__Instructions for the task__
Pick the lines holding the string "BlockRegistry" out of the records and copy them.

__Records supplied__

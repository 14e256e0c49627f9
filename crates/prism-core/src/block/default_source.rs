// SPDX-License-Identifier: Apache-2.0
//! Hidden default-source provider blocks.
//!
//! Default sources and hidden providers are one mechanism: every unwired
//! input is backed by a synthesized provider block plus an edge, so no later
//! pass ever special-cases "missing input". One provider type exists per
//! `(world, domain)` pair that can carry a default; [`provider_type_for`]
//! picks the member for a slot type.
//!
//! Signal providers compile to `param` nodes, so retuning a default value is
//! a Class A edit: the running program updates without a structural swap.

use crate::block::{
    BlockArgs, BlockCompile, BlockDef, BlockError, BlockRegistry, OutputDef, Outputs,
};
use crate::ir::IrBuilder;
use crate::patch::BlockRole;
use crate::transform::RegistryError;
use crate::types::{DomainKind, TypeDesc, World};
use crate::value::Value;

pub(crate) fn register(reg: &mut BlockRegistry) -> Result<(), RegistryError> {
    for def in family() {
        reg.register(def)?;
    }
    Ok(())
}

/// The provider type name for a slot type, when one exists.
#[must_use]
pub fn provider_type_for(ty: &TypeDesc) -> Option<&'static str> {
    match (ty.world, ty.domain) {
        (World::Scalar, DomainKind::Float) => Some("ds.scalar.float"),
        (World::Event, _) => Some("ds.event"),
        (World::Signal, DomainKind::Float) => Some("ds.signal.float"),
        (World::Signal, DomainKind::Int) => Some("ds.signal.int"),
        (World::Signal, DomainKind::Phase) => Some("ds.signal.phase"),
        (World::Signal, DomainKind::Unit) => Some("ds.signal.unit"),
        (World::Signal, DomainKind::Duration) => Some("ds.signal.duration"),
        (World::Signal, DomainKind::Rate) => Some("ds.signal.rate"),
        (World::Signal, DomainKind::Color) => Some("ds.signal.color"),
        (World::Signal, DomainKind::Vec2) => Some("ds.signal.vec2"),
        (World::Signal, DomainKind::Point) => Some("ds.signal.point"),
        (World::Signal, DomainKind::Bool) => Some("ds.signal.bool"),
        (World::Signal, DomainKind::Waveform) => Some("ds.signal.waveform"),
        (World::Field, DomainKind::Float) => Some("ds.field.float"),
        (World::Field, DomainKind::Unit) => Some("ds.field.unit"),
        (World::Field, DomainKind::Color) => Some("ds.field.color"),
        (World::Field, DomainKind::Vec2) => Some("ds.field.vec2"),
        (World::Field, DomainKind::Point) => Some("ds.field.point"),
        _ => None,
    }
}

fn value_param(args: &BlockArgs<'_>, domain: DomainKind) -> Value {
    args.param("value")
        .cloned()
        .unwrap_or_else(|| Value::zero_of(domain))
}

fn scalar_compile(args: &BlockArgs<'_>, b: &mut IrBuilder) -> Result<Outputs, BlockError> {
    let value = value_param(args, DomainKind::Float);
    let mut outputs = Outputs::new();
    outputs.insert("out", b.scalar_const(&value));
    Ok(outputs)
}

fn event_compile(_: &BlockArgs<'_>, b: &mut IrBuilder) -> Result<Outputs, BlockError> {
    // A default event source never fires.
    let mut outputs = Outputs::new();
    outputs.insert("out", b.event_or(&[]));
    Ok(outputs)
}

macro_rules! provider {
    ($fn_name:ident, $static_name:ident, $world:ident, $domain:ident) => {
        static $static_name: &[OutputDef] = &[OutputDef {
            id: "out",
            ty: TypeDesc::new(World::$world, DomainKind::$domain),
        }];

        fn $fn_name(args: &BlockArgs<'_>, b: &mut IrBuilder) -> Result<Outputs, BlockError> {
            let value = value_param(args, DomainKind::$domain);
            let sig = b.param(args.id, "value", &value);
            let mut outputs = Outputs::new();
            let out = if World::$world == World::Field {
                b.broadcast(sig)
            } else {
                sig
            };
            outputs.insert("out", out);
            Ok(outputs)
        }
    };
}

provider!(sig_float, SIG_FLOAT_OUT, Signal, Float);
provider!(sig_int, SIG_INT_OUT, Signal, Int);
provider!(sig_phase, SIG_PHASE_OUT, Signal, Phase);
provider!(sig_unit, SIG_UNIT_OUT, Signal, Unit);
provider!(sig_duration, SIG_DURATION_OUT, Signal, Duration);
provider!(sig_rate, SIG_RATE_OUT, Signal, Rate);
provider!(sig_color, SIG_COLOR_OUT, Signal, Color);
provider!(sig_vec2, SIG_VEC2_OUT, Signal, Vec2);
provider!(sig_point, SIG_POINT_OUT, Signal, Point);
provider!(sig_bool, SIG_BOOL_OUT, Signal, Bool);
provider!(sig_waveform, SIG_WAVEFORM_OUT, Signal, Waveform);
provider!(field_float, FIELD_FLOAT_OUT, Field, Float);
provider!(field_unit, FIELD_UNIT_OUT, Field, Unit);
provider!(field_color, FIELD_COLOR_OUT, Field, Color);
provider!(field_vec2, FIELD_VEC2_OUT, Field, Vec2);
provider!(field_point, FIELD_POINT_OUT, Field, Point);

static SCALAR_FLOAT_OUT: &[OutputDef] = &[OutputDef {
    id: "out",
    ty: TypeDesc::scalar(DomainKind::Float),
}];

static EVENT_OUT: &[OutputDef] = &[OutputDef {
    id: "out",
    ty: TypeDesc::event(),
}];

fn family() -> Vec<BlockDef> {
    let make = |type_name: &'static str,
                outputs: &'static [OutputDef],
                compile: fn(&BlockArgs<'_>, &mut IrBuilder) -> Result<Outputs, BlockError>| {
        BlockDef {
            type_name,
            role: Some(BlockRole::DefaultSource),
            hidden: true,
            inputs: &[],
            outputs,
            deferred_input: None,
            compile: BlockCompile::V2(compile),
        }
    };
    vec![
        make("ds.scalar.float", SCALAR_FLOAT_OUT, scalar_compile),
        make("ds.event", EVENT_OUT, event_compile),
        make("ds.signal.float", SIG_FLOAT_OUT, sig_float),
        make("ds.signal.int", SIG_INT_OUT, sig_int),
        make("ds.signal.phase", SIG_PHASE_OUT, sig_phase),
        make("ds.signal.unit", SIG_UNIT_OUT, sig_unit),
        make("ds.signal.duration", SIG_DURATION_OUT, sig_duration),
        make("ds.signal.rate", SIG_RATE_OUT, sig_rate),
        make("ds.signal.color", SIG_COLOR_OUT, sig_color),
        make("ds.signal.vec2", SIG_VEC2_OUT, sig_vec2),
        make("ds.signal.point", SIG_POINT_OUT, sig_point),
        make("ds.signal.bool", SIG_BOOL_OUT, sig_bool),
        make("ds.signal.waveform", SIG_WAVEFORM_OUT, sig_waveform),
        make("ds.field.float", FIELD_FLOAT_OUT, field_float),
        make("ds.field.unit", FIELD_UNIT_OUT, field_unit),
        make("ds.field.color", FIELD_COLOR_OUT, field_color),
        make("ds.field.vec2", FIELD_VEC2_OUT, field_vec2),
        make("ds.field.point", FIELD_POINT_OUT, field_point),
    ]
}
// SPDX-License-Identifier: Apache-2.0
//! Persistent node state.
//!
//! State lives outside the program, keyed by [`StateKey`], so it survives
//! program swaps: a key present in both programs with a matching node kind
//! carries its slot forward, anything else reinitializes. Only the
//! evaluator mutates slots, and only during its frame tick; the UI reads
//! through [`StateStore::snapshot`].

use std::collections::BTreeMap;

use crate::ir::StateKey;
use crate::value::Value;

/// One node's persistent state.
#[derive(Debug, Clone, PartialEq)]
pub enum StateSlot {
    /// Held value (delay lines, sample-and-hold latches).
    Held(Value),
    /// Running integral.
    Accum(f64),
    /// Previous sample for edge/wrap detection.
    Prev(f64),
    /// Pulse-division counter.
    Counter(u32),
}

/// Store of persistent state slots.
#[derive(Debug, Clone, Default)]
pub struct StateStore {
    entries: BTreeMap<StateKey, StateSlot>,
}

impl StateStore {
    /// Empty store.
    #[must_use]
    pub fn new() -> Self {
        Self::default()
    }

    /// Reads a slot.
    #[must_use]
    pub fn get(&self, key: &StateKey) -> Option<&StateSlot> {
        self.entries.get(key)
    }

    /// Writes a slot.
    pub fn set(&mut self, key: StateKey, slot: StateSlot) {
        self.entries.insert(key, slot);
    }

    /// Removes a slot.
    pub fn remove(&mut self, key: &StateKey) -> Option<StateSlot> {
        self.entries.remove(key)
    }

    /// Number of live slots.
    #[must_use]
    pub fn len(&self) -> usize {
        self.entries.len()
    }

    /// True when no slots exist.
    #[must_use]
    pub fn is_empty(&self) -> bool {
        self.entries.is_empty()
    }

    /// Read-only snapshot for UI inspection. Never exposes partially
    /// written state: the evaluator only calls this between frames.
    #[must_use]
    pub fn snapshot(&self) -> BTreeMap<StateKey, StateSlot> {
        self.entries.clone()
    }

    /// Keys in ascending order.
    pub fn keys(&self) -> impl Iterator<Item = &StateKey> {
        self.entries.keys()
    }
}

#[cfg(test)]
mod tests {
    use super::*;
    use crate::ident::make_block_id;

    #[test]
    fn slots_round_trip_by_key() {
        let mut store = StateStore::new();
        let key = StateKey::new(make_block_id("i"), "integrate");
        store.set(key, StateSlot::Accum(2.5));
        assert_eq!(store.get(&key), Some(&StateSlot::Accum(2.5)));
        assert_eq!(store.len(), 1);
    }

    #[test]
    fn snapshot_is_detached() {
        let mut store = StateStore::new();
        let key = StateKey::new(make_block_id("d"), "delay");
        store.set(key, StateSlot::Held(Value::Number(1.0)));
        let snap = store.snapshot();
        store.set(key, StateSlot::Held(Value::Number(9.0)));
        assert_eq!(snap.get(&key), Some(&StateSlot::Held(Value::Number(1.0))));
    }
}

__Answer box__
    BlockArgs, BlockCompile, BlockDef, BlockError, BlockRegistry, OutputDef, Outputs,
pub(crate) fn register(reg: &mut BlockRegistry) -> Result<(), RegistryError> {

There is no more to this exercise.